Amani Alkhat, "Muslim Girl" editor, says Saudi Arabia interfering with women

Women's Rights in Saudi Arabia

Amani Alkhat, the founder and editor of website, said Monday that despite the cultural change in Saudi Arabia spearheaded by Crown Prince Mohammed bin Salman, it has always been ultimately the woman's choice to cover herself in public and that that Saudi government just ended up interfering with everyday life.

"It's really important for us if we're discussing Saudi politics to really just keep it distinct from really attaching those policies of what we perceive to be as limitations to women ... it's really important for us not to attribute that to the religion or the culture itself," she said in an interview on CBSN. "I understand where the prince was coming from when he said that it's the women's choice to wear the head scarf -- inherently yes it absolutely is the choice of the women -- but unfortunately with many patriarchal governments like the one that Saudi Arabia is currently trying to evolve from right now, we see those things become policies that the government interferes in, where it shouldn't."

Crown Prince Mohammed bin Salman, 32, gave his first American network television interview on "60 Minutes" Sunday night ahead of meeting President Trump at the White House on Tuesday. The crown prince touted his country's progress for women's rights during the interview with CBS News' Norah O'Donnell and addressed women's choice to wear a head scarf in public -- something that used to be strictly enforced by so-called "religious police."

Amani Alkhat CBS News

In the wake of the interview, Alkhat explained her daily routine when she walks around in public.
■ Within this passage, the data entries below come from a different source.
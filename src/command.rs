// Copyright 2026 OPeNDAP, Inc.

//! Builder for the XML request documents the BES accepts.
//!
//! Only document *construction* lives here. Responses travel back as
//! opaque bytes and are left to the caller to interpret.

use std::borrow::Cow;
use std::fmt::Write as _;
use std::thread;

pub const BES_NAMESPACE: &str = "http://xml.opendap.org/ns/bes/1.0#";
pub const REQUEST_ID: &str = "reqID";
pub const XDAP_ACCEPT_CONTEXT: &str = "xdap_accept";
pub const ERRORS_CONTEXT: &str = "errors";
pub const BES_TIMEOUT_CONTEXT: &str = "bes_timeout";

fn escape(s: &str) -> Cow<'_, str> {
    if !s.contains(|c: char| matches!(c, '&' | '<' | '>' | '"' | '\'')) {
        return Cow::Borrowed(s);
    }
    let mut out = String::with_capacity(s.len() + 8);
    for c in s.chars() {
        match c {
            '&' => out.push_str("&amp;"),
            '<' => out.push_str("&lt;"),
            '>' => out.push_str("&gt;"),
            '"' => out.push_str("&quot;"),
            '\'' => out.push_str("&apos;"),
            c => out.push(c),
        }
    }
    Cow::Owned(out)
}

/// Request id identifying the calling thread, in the form the OLFS uses.
pub fn thread_request_id() -> String {
    let current = thread::current();
    format!(
        "[thread:{}-{:?}]",
        current.name().unwrap_or("unnamed"),
        current.id()
    )
}

/// One command element inside a request.
#[derive(Debug, Clone, PartialEq, Eq)]
pub struct CommandElement {
    name: String,
    attributes: Vec<(String, String)>,
    text: Option<String>,
}

impl CommandElement {
    pub fn new(name: impl Into<String>) -> CommandElement {
        CommandElement {
            name: name.into(),
            attributes: Vec::new(),
            text: None,
        }
    }

    pub fn attr(
        mut self,
        name: impl Into<String>,
        value: impl Into<String>,
    ) -> CommandElement {
        self.attributes.push((name.into(), value.into()));
        self
    }

    pub fn text(mut self, text: impl Into<String>) -> CommandElement {
        self.text = Some(text.into());
        self
    }

    fn write_xml(&self, out: &mut String) {
        let _ = write!(out, "<{}", self.name);
        for (name, value) in &self.attributes {
            let _ = write!(out, " {}=\"{}\"", name, escape(value));
        }
        match &self.text {
            Some(text) => {
                let _ = write!(out, ">{}</{}>", escape(text), self.name);
            }
            None => out.push_str(" />"),
        }
    }
}

/// A BES request document: context settings followed by commands.
#[derive(Debug, Clone, PartialEq, Eq)]
pub struct BesCommand {
    request_id: String,
    contexts: Vec<CommandElement>,
    commands: Vec<CommandElement>,
}

impl Default for BesCommand {
    fn default() -> Self {
        BesCommand::new()
    }
}

impl BesCommand {
    pub fn new() -> BesCommand {
        BesCommand::with_request_id(thread_request_id())
    }

    pub fn with_request_id(request_id: impl Into<String>) -> BesCommand {
        BesCommand {
            request_id: request_id.into(),
            contexts: Vec::new(),
            commands: Vec::new(),
        }
    }

    pub fn show_version() -> BesCommand {
        BesCommand::new().command(CommandElement::new("showVersion"))
    }

    pub fn request_id(&self) -> &str {
        &self.request_id
    }

    pub fn set_context(
        mut self,
        name: impl Into<String>,
        value: impl Into<String>,
    ) -> BesCommand {
        self.contexts.push(
            CommandElement::new("setContext")
                .attr("name", name)
                .text(value),
        );
        self
    }

    pub fn command(mut self, element: CommandElement) -> BesCommand {
        self.commands.push(element);
        self
    }

    pub fn to_xml(&self) -> String {
        let mut out = String::from("<?xml version=\"1.0\" encoding=\"UTF-8\"?>\n");
        let _ = write!(
            out,
            "<request xmlns=\"{}\" {}=\"{}\">",
            BES_NAMESPACE,
            REQUEST_ID,
            escape(&self.request_id)
        );
        for element in self.contexts.iter().chain(self.commands.iter()) {
            element.write_xml(&mut out);
        }
        out.push_str("</request>");
        out
    }
}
"Unfortunately men making comments about the way women dress seems like a universal tendency for guys ... whether it's conservative men telling me 'why is my neck showing from my head scarf' to men here in the states telling me to 'take my head scarf off' ... I don't think it necessarily represents the capabilities of what the government is headed towards."

Alkhat also addressed so-called "guardianship laws" even though women in Saudi Arabia are able to drive and attend sporting events.
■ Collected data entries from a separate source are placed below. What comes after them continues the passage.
// Copyright 2026 OPeNDAP, Inc.

//! PPT: the transport between the OLFS and the BES
//!
//! The BES (Back End Server) serves scientific data to the OLFS front end
//! over a plain TCP connection. A session runs as follows:
//!
//! * Handshake. The client sends `PPTCLIENT_TESTING_CONNECTION` as raw
//!   ASCII and the server answers `PPTSERVER_CONNECTION_OK`. Anything else
//!   ends the session.
//!
//! * Requests and responses. Each message is a sequence of chunks, see
//!   [`protocol`] for the header layout. A response may switch to error
//!   payload part way through with a `status=error;` extension chunk.
//!
//! * Shutdown. Either side may send a `status=PPT_EXIT_NOW;` extension
//!   followed by a closing chunk before closing the socket.
//!
//! Older servers frame messages without length prefixes, ending each one
//! with a `*_COMPLETE_DATA_TRANSMITION` token instead. That framing is
//! still available through [`config::Framing::Marked`].
//!
//! The client is blocking and owns its socket; use one client per thread.

#![allow(missing_docs)]

use slog::{o, Drain, Logger};

pub mod client;
pub mod command;
pub mod config;
pub mod error;
pub mod mark;
pub mod protocol;
pub mod reader;
pub mod session;
mod teardown;
pub mod writer;

pub use client::{CancelHandle, ConnectionState, PptClient};
pub use command::{BesCommand, CommandElement};
pub use config::{ClientConfig, Framing};
pub use error::{PptError, Result};

/// The caller's logger, or one that forwards to the `log` crate.
pub(crate) fn logger_or_default(log: Option<&Logger>) -> Logger {
    log.cloned()
        .unwrap_or_else(|| Logger::root(slog_stdlog::StdLog.fuse(), o!()))
}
"Guardianship laws basically stipulate that even though women are gaining these rights, it comes with an asterisk which is that they are only able to put them into practice if they have that 'legal guardian' or that male in their family or their household accompany them," she said. "Again, this is something the government has no business in and it's something I believe that should be completely separate between government and people's personal lives and how they practice their religion."
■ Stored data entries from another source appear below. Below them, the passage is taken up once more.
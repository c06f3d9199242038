//! 최소 단위 정수와 10진수 사이의 정밀 변환.
//!
//! 이진 부동소수점을 거치지 않고 `BigDecimal`로 직접 변환하므로
//! 18자리 정밀도 자산에서도 오차가 생기지 않습니다.

use crate::error::{MonetaryError, MonetaryResult};
use bigdecimal::BigDecimal;
use num_bigint::BigInt;
use num_traits::Signed;
use std::str::FromStr;

/// 10의 거듭제곱을 계산합니다.
pub(crate) fn pow10(exp: u64) -> BigInt {
    num_traits::pow(BigInt::from(10u8), exp as usize)
}

/// 10진수 문자열을 파싱합니다.
///
/// 허용 형식: 선택적 부호, 정수부, 선택적 소수부 (`[+-]?\d*(\.\d*)?`, 숫자 최소 1개).
/// 천 단위 구분자, 지수 표기, 앞뒤 공백은 허용하지 않습니다.
pub fn parse_decimal(text: &str) -> MonetaryResult<BigDecimal> {
    if text.is_empty() {
        return Err(MonetaryError::EmptyInput);
    }

    let invalid = || MonetaryError::InvalidFormat(text.to_string());

    let negative = text.starts_with('-');
    let unsigned = text.strip_prefix(['+', '-']).unwrap_or(text);
    let (int_part, frac_part) = match unsigned.split_once('.') {
        Some((int_part, frac_part)) => (int_part, frac_part),
        None => (unsigned, ""),
    };

    let all_digits = |s: &str| s.bytes().all(|b| b.is_ascii_digit());
    if int_part.len() + frac_part.len() == 0 || !all_digits(int_part) || !all_digits(frac_part) {
        return Err(invalid());
    }

    let mut digits =
        BigInt::from_str(&format!("{}{}", int_part, frac_part)).map_err(|_| invalid())?;
    if negative {
        digits = -digits;
    }
    Ok(BigDecimal::new(digits, frac_part.len() as i64))
}

/// 10진수 값을 최소 단위 정수로 변환합니다 (`value * 10^precision`, 0 방향 절사).
pub fn decimal_to_units(value: &BigDecimal, precision: u32) -> BigInt {
    // value = digits * 10^-scale
    let (digits, scale) = value.as_bigint_and_exponent();
    let shift = i64::from(precision) - scale;

    if shift >= 0 {
        digits * pow10(shift.unsigned_abs())
    } else {
        // BigInt 나눗셈은 0 방향으로 절사합니다
        digits / pow10(shift.unsigned_abs())
    }
}

/// 최소 단위 정수를 10진수 값으로 변환합니다 (`units / 10^precision`).
pub fn units_to_decimal(units: &BigInt, precision: u32) -> BigDecimal {
    BigDecimal::new(units.clone(), i64::from(precision))
}

/// 최소 단위 정수를 고정 소수점 문자열로 포맷합니다.
///
/// 정밀도가 0이면 정수 그대로, 그 외에는 정확히 `precision`자리의 소수부를 가집니다.
/// 뒤쪽 0을 제거하지 않으며 지수 표기를 사용하지 않습니다.
pub fn format_units(units: &BigInt, precision: u32) -> String {
    if precision == 0 {
        return units.to_string();
    }

    let width = precision as usize;
    let mut digits = units.abs().to_string();
    if digits.len() <= width {
        digits.insert_str(0, &"0".repeat(width + 1 - digits.len()));
    }

    let (int_part, frac_part) = digits.split_at(digits.len() - width);
    let sign = if units.is_negative() { "-" } else { "" };
    format!("{}{}.{}", sign, int_part, frac_part)
}

/// `rust_decimal::Decimal`을 `BigDecimal`로 정확하게 변환합니다.
pub fn from_rust_decimal(value: rust_decimal::Decimal) -> BigDecimal {
    BigDecimal::new(BigInt::from(value.mantissa()), i64::from(value.scale()))
}

/// 최소 단위 정수를 `rust_decimal::Decimal`로 변환합니다.
///
/// 96비트 가수나 28자리 소수 범위를 넘으면 `None`을 반환합니다.
pub fn units_to_rust_decimal(units: &BigInt, precision: u32) -> Option<rust_decimal::Decimal> {
    let mantissa = i128::try_from(units).ok()?;
    rust_decimal::Decimal::try_from_i128_with_scale(mantissa, precision).ok()
}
Alkhat is hoping that this "asterisk" is removed and that this is all one step in the right direction for women. "Let's reach that equality we're all yearning for," she said.

Known by his initials -- "M-B-S" -- Mohammaed bin Salman's reforms inside Saudi Arabia have been revolutionary, as documented in Sunday night's "60 Minutes" interview. He is emancipating women, introducing music and cinema and cracking down on corruption in a land with 15,000 princes.

The Saudi crown prince talks to 60 Minutes

Crown Prince Mohammed has curbed the powers of the country's so-called "religious police," who until recently, were able to arrest women for not covering their heads and bodies. In the interview, he was specific about what is Islamic law -- and what isn't.

"The laws are very clear and stipulated in the laws of Sharia: that women wear decent, respectful clothing, like men," Crown Prince Mohammed said. "This, however, does not particularly specify a black abaya or black head cover. The decision is entirely left for women to decide what type of decent and respectful attire she chooses to wear."

However, the CBS News team covering the story in Riyadh for a week, producers Graham Messick and Vanessa Fica witnessed first-hand the impact the crown prince's reforms are having -- and some of the growing pains of a changing society.

Saudi Women, Unveiled

In an interview with "60 Minutes" Overtime's Ann Silvio, producer Fica explained that the broadcast team was outside on a sidewalk, waiting for a restaurant to open, when a car pulled up next to them. A man from the Saudi religious police began shouting in Arabic through a megaphone, imploring Fica to cover her hair. Fica replied that she didn't have a head covering, and after some negotiating, the man drove away.

"We were surprised, but we're pretty read-in here, and the religious police have lost their ability to make arrests," Messick explained.

"60 Minutes" associate producer Vanessa Fica was stopped by the Saudi "religious police" for not wearing a headscarf. After some negotiation, they drove away without incident. CBS "60 Minutes"

When O'Donnell relayed this story to Mohammed al Sheikh, one of the crown prince's closest advisers, he suggested that the incident shows how much the crown prince's reforms are impacting society. "See?" al Sheikh said. "About three years ago, you probably would have been arrested."

While in Riyadh, O'Donnell also left her hair uncovered, but she wore a long black abaya as a sign of respect. She said the crown prince sees issues like women's dress as a difference between religious and cultural influences.

"I think he's trying to teach people about Islam, and that's why he talked about bringing back to a more moderate Islam," O'Donnell said.